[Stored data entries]
=== Section Start ===
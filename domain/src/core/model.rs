//! Model value object representing a hosted Gemini model

use serde::{Deserialize, Deserializer, Serialize, Serializer};

/// Hosted models the assistant can be bound to (Value Object)
///
/// A conversation handle is created against exactly one of these
/// identifiers and keeps it for its whole lifetime.
#[derive(Debug, Clone, PartialEq, Eq, Hash)]
pub enum Model {
    Gemini15Pro,
    Gemini15Flash,
    Gemini20Flash,
    Gemini25Pro,
    Gemini25Flash,
    // Custom
    Custom(String),
}

impl Model {
    /// Get the string identifier for this model
    pub fn as_str(&self) -> &str {
        match self {
            Model::Gemini15Pro => "gemini-1.5-pro",
            Model::Gemini15Flash => "gemini-1.5-flash",
            Model::Gemini20Flash => "gemini-2.0-flash",
            Model::Gemini25Pro => "gemini-2.5-pro",
            Model::Gemini25Flash => "gemini-2.5-flash",
            Model::Custom(s) => s,
        }
    }

    /// Models known to serve `generateContent`
    pub fn known_models() -> Vec<Model> {
        vec![
            Model::Gemini15Pro,
            Model::Gemini15Flash,
            Model::Gemini20Flash,
            Model::Gemini25Pro,
            Model::Gemini25Flash,
        ]
    }

    /// Check if this is a built-in model identifier
    pub fn is_known(&self) -> bool {
        !matches!(self, Model::Custom(_))
    }
}

impl Default for Model {
    /// Returns the default model (Gemini 1.5 Pro)
    fn default() -> Self {
        Model::Gemini15Pro
    }
}

impl std::fmt::Display for Model {
    fn fmt(&self, f: &mut std::fmt::Formatter<'_>) -> std::fmt::Result {
        write!(f, "{}", self.as_str())
    }
}

impl std::str::FromStr for Model {
    type Err = std::convert::Infallible;

    fn from_str(s: &str) -> std::result::Result<Self, Self::Err> {
        Ok(match s {
            "gemini-1.5-pro" => Model::Gemini15Pro,
            "gemini-1.5-flash" => Model::Gemini15Flash,
            "gemini-2.0-flash" => Model::Gemini20Flash,
            "gemini-2.5-pro" => Model::Gemini25Pro,
            "gemini-2.5-flash" => Model::Gemini25Flash,
            other => Model::Custom(other.to_string()),
        })
    }
}

impl Serialize for Model {
    fn serialize<S>(&self, serializer: S) -> Result<S::Ok, S::Error>
    where
        S: Serializer,
    {
        serializer.serialize_str(self.as_str())
    }
}

impl<'de> Deserialize<'de> for Model {
    fn deserialize<D>(deserializer: D) -> Result<Self, D::Error>
    where
        D: Deserializer<'de>,
    {
        let s = String::deserialize(deserializer)?;
        let Ok(model) = s.parse::<Model>();
        Ok(model)
    }
}

#[cfg(test)]
mod tests {
    use super::*;

    #[test]
    fn test_known_models_parse_back() {
        for model in Model::known_models() {
            let parsed: Model = model.to_string().parse().unwrap();
            assert_eq!(model, parsed);
            assert!(parsed.is_known());
        }
    }

    #[test]
    fn test_custom_model() {
        let model: Model = "gemini-exp-1206".parse().unwrap();
        assert_eq!(model, Model::Custom("gemini-exp-1206".to_string()));
        assert_eq!(model.to_string(), "gemini-exp-1206");
        assert!(!model.is_known());
    }

    #[test]
    fn test_model_default() {
        assert_eq!(Model::default().as_str(), "gemini-1.5-pro");
    }

    #[test]
    fn test_model_serde_as_string() {
        let json = serde_json::to_string(&Model::Gemini25Flash).unwrap();
        assert_eq!(json, "\"gemini-2.5-flash\"");
        let model: Model = serde_json::from_str("\"gemini-1.5-pro\"").unwrap();
        assert_eq!(model, Model::Gemini15Pro);
    }
}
=== Section End ===
• **Aim of the task**:
Print every record exactly as it was given.

• **Result**:
filename domain/src/core/model.rs
//! Model value object representing a hosted Gemini model

use serde::{Deserialize, Deserializer, Serialize, Serializer};

/// Hosted models the assistant can be bound to (Value Object)
///
/// A conversation handle is created against exactly one of these
/// identifiers and keeps it for its whole lifetime.
#[derive(Debug, Clone, PartialEq, Eq, Hash)]
pub enum Model {
    Gemini15Pro,
    Gemini15Flash,
    Gemini20Flash,
    Gemini25Pro,
    Gemini25Flash,
    // Custom
    Custom(String),
}

impl Model {
    /// Get the string identifier for this model
    pub fn as_str(&self) -> &str {
        match self {
            Model::Gemini15Pro => "gemini-1.5-pro",
            Model::Gemini15Flash => "gemini-1.5-flash",
            Model::Gemini20Flash => "gemini-2.0-flash",
            Model::Gemini25Pro => "gemini-2.5-pro",
            Model::Gemini25Flash => "gemini-2.5-flash",
            Model::Custom(s) => s,
        }
    }

    /// Models known to serve `generateContent`
    pub fn known_models() -> Vec<Model> {
        vec![
            Model::Gemini15Pro,
            Model::Gemini15Flash,
            Model::Gemini20Flash,
            Model::Gemini25Pro,
            Model::Gemini25Flash,
        ]
    }

    /// Check if this is a built-in model identifier
    pub fn is_known(&self) -> bool {
        !matches!(self, Model::Custom(_))
    }
}

impl Default for Model {
    /// Returns the default model (Gemini 1.5 Pro)
    fn default() -> Self {
        Model::Gemini15Pro
    }
}

impl std::fmt::Display for Model {
    fn fmt(&self, f: &mut std::fmt::Formatter<'_>) -> std::fmt::Result {
        write!(f, "{}", self.as_str())
    }
}

impl std::str::FromStr for Model {
    type Err = std::convert::Infallible;

    fn from_str(s: &str) -> std::result::Result<Self, Self::Err> {
        Ok(match s {
            "gemini-1.5-pro" => Model::Gemini15Pro,
            "gemini-1.5-flash" => Model::Gemini15Flash,
            "gemini-2.0-flash" => Model::Gemini20Flash,
            "gemini-2.5-pro" => Model::Gemini25Pro,
            "gemini-2.5-flash" => Model::Gemini25Flash,
            other => Model::Custom(other.to_string()),
        })
    }
}

impl Serialize for Model {
    fn serialize<S>(&self, serializer: S) -> Result<S::Ok, S::Error>
    where
        S: Serializer,
    {
        serializer.serialize_str(self.as_str())
    }
}

impl<'de> Deserialize<'de> for Model {
    fn deserialize<D>(deserializer: D) -> Result<Self, D::Error>
    where
        D: Deserializer<'de>,
    {
        let s = String::deserialize(deserializer)?;
        let Ok(model) = s.parse::<Model>();
        Ok(model)
    }
}

#[cfg(test)]
mod tests {
    use super::*;

    #[test]
    fn test_known_models_parse_back() {
        for model in Model::known_models() {
            let parsed: Model = model.to_string().parse().unwrap();
            assert_eq!(model, parsed);
            assert!(parsed.is_known());
        }
    }

    #[test]
    fn test_custom_model() {
        let model: Model = "gemini-exp-1206".parse().unwrap();
        assert_eq!(model, Model::Custom("gemini-exp-1206".to_string()));
        assert_eq!(model.to_string(), "gemini-exp-1206");
        assert!(!model.is_known());
    }

    #[test]
    fn test_model_default() {
        assert_eq!(Model::default().as_str(), "gemini-1.5-pro");
    }

    #[test]
    fn test_model_serde_as_string() {
        let json = serde_json::to_string(&Model::Gemini25Flash).unwrap();
        assert_eq!(json, "\"gemini-2.5-flash\"");
        let model: Model = serde_json::from_str("\"gemini-1.5-pro\"").unwrap();
        assert_eq!(model, Model::Gemini15Pro);
    }
}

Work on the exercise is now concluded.